* [Your goal]: In the entries that follow, the first line to write out is the one containing "(finite and positive).", and the last is the one containing "Not historical data.". Reproduce that stretch exactly, with nothing before or after it.

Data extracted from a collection
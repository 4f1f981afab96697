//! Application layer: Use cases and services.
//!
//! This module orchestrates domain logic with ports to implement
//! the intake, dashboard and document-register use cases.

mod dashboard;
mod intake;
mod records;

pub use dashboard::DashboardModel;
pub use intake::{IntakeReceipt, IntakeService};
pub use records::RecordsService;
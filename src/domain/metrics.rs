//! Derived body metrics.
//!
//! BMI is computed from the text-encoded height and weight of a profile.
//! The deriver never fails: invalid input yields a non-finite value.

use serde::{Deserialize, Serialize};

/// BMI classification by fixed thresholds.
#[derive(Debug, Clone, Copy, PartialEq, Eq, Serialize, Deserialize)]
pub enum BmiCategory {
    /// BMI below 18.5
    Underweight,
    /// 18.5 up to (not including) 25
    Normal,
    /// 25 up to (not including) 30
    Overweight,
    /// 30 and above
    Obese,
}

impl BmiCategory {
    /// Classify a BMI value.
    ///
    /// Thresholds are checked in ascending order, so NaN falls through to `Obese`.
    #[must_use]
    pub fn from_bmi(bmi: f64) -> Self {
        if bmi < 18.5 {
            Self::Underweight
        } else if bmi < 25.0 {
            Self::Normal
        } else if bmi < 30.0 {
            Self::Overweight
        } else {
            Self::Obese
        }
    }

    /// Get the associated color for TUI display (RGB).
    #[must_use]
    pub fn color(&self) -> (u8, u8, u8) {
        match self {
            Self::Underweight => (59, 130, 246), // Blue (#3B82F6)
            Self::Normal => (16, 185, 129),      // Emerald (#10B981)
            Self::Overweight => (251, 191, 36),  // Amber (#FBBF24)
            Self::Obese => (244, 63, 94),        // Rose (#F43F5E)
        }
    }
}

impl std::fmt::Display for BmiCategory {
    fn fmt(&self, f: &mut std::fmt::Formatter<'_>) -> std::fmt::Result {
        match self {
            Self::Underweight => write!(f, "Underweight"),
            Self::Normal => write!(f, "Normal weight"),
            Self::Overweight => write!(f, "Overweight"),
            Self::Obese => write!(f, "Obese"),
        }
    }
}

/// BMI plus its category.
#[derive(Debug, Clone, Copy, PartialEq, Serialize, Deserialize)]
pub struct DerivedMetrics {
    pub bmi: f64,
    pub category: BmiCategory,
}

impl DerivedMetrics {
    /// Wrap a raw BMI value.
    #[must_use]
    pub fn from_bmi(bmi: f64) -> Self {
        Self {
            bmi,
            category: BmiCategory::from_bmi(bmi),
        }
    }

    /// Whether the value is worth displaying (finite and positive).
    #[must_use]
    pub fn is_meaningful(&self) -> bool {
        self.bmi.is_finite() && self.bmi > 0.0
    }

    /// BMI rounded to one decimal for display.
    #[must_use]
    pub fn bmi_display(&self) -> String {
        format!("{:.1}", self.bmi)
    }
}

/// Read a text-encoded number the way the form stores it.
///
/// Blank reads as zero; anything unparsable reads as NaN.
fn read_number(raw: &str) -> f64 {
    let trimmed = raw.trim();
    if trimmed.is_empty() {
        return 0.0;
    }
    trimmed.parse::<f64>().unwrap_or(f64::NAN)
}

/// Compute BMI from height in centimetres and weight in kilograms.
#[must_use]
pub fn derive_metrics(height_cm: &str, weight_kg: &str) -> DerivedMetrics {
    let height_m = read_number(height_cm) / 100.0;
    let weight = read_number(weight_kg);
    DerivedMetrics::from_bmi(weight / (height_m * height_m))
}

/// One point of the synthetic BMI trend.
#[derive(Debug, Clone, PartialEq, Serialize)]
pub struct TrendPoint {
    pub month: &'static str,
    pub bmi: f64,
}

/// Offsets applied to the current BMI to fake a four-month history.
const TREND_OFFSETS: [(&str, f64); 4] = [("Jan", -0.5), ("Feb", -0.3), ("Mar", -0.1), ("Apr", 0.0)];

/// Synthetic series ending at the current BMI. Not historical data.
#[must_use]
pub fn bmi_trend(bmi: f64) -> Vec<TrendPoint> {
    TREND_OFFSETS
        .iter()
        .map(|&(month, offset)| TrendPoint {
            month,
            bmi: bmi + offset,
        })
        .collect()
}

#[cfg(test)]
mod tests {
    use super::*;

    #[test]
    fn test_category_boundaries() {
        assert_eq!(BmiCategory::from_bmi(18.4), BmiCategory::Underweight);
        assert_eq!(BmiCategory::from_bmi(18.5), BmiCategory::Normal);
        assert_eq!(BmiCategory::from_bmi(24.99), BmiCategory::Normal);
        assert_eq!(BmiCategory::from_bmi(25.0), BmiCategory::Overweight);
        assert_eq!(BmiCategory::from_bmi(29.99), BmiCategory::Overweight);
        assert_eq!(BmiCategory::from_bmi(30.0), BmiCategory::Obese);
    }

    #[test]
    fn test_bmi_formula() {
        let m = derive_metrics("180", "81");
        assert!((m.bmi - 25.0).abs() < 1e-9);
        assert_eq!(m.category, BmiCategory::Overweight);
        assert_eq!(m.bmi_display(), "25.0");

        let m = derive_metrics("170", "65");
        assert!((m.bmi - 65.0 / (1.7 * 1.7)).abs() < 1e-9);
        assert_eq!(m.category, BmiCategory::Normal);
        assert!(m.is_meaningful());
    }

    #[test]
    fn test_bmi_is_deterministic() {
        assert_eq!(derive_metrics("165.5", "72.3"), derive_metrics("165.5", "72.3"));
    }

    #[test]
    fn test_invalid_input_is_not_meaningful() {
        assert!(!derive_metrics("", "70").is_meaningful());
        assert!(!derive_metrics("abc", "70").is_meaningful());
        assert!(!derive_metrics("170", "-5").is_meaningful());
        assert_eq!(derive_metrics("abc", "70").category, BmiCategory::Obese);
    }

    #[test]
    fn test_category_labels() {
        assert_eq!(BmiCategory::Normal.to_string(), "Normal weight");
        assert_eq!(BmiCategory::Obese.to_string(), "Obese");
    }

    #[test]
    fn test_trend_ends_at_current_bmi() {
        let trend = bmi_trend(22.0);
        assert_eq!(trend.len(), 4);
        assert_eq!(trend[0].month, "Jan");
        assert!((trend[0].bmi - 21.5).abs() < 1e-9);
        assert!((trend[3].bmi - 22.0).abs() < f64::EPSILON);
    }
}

* [Solution to this task]:
    /// Whether the value is worth displaying (finite and positive).
    #[must_use]
    pub fn is_meaningful(&self) -> bool {
        self.bmi.is_finite() && self.bmi > 0.0
    }

    /// BMI rounded to one decimal for display.
    #[must_use]
    pub fn bmi_display(&self) -> String {
        format!("{:.1}", self.bmi)
    }
}

/// Read a text-encoded number the way the form stores it.
///
/// Blank reads as zero; anything unparsable reads as NaN.
fn read_number(raw: &str) -> f64 {
    let trimmed = raw.trim();
    if trimmed.is_empty() {
        return 0.0;
    }
    trimmed.parse::<f64>().unwrap_or(f64::NAN)
}

/// Compute BMI from height in centimetres and weight in kilograms.
#[must_use]
pub fn derive_metrics(height_cm: &str, weight_kg: &str) -> DerivedMetrics {
    let height_m = read_number(height_cm) / 100.0;
    let weight = read_number(weight_kg);
    DerivedMetrics::from_bmi(weight / (height_m * height_m))
}

/// One point of the synthetic BMI trend.
#[derive(Debug, Clone, PartialEq, Serialize)]
pub struct TrendPoint {
    pub month: &'static str,
    pub bmi: f64,
}

/// Offsets applied to the current BMI to fake a four-month history.
const TREND_OFFSETS: [(&str, f64); 4] = [("Jan", -0.5), ("Feb", -0.3), ("Mar", -0.1), ("Apr", 0.0)];

/// Synthetic series ending at the current BMI. Not historical data.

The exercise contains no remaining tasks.